Travis trained during the two-week hiatus and since, but Mowbray felt he needed time to get fully up to speed before including him in the squad once again.

“Hopefully this weekend,” he said of Travis’ potential return.

“Trav needed to get some training under his belt, he’s a player who wants to be at his best all the time and gets frustrated when he’s not.

“He has to keep working hard in training every day and when the opportunity to start a match comes he has to produce.

“It won’t do him any harm the more training days he has so when he’s’ back on the pitch he can be at the levels he know he can be.”

Travis missed three months of the season with a knee ligament injury but handed Rovers a boost when returning to action sooner than expected over the festive period.

He went onto start 10 consecutive Championship matches, as well as the FA Cup defeat to Doncaster Rovers, but played just 11 minutes of the next four fixtures, and has been absent from the most recent four. But Mowbray knows the quality of a fully-fit Travis, and feels his game relies on being 100 per cent.

“Travis at his best can impact a football match, whichever way he wants to, he can very destructive of the opposition and drive our team forward, we need a fit Lewis Travis and hopefully it’ll be sooner rather than later,” he explained. “It’s about the levels you can get to.
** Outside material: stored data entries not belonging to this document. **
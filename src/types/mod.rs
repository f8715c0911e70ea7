//! Shared data model — radar readings, vehicle detections, camera/weather
//! snapshots, vehicle groups, and the consolidated record that ties them
//! together.
//!
//! Every entity here is a plain data type. Behavior (parsing, grouping,
//! correlation) lives in the owning component module; types only carry
//! invariants that are cheap to encode in the type itself (e.g. `AlertLevel`
//! as an enum rather than a string).

mod camera;
mod consolidated;
mod group;
mod radar;
mod weather;

pub use camera::CameraDetection;
pub use consolidated::{
    CameraData, ConsolidatedRecord, ConsolidationMethod, ProcessingMetadata, RadarData,
    WeatherSnapshot,
};
pub use group::{SpeedTrend, VehicleGroup};
pub use radar::{AlertLevel, SourceFormat, VehicleDetection};
pub use weather::{WeatherSample, WeatherSource};

/// Generate an 8-character lowercase hex id, used for both `detection_id`
/// and as the fallback `correlation_id` when none is supplied upstream.
pub fn random_hex_id() -> String {
    use rand::Rng;
    let mut rng = rand::thread_rng();
    (0..8)
        .map(|_| std::char::from_digit(rng.gen_range(0..16), 16).expect("radix 16 digit in 0..16"))
        .collect()
}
“There’s no good playing and actually hurting the team because you’re way off, whether it be your touch, your confidence levels, your physicality to get around the pitch, if that’s one of your main strengths and yet you can’t do that then you look half the player, you aren’t sharp enough to make up distance really quickly and close people down.

“If that’s what your game is about and you’re always two yards away then you’re getting passed around he’s half the player. It’s crucial that Lewis’ fitness levels are good for him to impact the game.”